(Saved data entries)
--- --- ---

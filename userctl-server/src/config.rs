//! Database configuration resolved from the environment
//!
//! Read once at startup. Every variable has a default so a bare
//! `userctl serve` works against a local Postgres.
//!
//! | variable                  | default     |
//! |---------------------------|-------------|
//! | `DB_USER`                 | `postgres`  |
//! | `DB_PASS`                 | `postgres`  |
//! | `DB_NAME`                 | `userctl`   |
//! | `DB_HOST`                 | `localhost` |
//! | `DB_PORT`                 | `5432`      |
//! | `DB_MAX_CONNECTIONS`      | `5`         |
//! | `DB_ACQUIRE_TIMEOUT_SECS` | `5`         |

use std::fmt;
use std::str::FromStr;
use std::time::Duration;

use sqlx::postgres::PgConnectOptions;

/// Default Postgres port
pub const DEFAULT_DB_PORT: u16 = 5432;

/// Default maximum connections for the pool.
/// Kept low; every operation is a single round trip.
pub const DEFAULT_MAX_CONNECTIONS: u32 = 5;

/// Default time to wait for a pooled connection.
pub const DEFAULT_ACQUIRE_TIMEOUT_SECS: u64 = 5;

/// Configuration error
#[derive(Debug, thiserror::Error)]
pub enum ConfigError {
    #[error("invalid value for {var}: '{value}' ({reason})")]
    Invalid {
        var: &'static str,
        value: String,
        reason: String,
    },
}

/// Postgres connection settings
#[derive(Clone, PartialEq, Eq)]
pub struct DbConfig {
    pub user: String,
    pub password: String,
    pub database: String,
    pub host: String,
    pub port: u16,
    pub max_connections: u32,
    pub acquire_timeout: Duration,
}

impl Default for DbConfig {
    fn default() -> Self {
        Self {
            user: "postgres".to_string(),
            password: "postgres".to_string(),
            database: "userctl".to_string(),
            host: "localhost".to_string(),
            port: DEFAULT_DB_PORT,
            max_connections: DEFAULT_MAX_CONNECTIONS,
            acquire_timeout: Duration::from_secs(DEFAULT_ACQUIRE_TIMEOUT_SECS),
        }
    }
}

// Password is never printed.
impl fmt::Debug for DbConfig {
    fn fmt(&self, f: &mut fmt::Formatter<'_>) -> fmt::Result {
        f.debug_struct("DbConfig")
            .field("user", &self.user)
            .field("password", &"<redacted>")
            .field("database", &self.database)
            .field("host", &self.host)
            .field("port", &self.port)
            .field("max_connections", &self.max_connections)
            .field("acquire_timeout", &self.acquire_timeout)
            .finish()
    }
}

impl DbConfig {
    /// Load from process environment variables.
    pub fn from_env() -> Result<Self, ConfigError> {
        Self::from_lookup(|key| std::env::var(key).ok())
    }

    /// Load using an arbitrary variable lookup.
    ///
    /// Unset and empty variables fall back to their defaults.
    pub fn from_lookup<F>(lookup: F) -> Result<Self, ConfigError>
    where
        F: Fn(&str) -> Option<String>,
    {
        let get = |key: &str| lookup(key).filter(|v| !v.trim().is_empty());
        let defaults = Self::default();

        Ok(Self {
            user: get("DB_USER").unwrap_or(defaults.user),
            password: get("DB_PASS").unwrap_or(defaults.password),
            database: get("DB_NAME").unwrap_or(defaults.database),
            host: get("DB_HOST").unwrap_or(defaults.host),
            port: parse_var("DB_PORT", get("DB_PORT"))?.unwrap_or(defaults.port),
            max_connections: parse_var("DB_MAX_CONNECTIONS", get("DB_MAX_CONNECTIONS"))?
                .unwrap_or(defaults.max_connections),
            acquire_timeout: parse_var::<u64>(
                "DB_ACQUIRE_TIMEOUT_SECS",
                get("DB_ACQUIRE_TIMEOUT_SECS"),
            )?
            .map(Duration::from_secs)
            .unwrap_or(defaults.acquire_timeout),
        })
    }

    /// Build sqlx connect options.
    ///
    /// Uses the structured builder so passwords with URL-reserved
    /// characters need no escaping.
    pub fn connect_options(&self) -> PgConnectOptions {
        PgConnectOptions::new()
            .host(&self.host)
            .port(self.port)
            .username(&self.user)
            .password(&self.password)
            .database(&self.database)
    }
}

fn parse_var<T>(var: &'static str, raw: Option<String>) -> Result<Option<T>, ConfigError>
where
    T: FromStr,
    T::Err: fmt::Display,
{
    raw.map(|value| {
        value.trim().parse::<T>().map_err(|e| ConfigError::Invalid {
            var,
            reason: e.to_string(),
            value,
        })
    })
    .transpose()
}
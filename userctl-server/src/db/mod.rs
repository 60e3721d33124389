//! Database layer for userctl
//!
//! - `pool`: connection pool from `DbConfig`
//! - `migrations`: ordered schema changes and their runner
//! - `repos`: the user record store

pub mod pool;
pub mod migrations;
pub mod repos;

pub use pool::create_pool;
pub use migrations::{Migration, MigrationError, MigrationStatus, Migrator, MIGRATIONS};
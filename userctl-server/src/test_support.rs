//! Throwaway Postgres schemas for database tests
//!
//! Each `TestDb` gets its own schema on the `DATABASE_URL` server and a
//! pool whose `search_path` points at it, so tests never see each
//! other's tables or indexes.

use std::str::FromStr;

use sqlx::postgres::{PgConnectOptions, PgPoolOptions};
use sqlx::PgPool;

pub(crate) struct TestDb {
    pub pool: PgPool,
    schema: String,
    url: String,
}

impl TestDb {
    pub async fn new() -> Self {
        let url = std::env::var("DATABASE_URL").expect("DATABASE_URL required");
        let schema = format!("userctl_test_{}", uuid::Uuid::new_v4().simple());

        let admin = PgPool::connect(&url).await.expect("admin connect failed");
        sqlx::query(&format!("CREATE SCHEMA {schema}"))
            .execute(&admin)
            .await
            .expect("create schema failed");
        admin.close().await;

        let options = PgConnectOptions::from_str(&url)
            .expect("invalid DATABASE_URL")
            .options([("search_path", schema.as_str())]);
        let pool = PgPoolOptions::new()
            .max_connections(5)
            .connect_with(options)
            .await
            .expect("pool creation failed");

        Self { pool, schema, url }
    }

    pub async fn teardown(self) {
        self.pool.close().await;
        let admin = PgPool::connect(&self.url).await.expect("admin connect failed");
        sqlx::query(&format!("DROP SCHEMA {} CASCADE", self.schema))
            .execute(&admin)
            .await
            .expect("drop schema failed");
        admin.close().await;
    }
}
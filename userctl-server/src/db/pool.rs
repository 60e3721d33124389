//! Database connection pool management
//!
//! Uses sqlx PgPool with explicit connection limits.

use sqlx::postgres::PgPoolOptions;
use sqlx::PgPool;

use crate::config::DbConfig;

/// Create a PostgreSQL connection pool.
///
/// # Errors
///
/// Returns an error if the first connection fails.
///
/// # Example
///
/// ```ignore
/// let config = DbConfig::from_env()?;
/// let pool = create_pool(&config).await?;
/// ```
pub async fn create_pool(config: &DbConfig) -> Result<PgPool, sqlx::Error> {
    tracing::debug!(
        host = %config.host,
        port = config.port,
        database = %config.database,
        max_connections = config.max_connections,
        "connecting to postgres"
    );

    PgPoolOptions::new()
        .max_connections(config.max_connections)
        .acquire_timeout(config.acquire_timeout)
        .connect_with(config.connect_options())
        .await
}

--- --- ---

* _Task objective_: All that is wanted is the run of lines from the start of the data through the line containing "use std::fmt;", copied word for word.

* _Written solution_:
filename userctl-server/src/config.rs
//! Database configuration resolved from the environment
//!
//! Read once at startup. Every variable has a default so a bare
//! `userctl serve` works against a local Postgres.
//!
//! | variable                  | default     |
//! |---------------------------|-------------|
//! | `DB_USER`                 | `postgres`  |
//! | `DB_PASS`                 | `postgres`  |
//! | `DB_NAME`                 | `userctl`   |
//! | `DB_HOST`                 | `localhost` |
//! | `DB_PORT`                 | `5432`      |
//! | `DB_MAX_CONNECTIONS`      | `5`         |
//! | `DB_ACQUIRE_TIMEOUT_SECS` | `5`         |

use std::fmt;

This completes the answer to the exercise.